### Description of the task
Within the records below, find the line containing "pub mod client;". Reproduce it and each line after it exactly, and nothing else.

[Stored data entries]
◇ ◇ ◇ ◇ ◇

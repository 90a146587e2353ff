//! Runtime-agnostic core of a memcached binary protocol client.
//!
//! This crate knows how to speak the wire protocol, tag and compress
//! values, authenticate, and route keys across a set of servers. It does
//! not know how to open a socket: that's one small trait
//! ([`transport::Stream`]) implemented once per async runtime, e.g. by
//! `rbmc-tokio`.
//!
//! If compression is undesired, disable the `zlib` feature (on by default).

pub mod client;
pub mod compression;
pub(crate) mod connection;
pub mod engine;
pub mod error;
pub(crate) mod protocol;
pub(crate) mod ring;
pub mod router;
pub mod transport;
pub mod value;

pub use client::{Client, ClientBuilder, RouterPolicy};
pub use connection::Credentials;
pub use error::Error;
pub use protocol::{ProtocolError, Status};
pub use value::{BincodeSerializer, Serializer, Value};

◇ ◇ ◇ ◇ ◇

### Task answer
pub mod client;
pub mod compression;
pub(crate) mod connection;
pub mod engine;
pub mod error;
pub(crate) mod protocol;
pub(crate) mod ring;
pub mod router;
pub mod transport;
pub mod value;

pub use client::{Client, ClientBuilder, RouterPolicy};
pub use connection::Credentials;
pub use error::Error;
pub use protocol::{ProtocolError, Status};
pub use value::{BincodeSerializer, Serializer, Value};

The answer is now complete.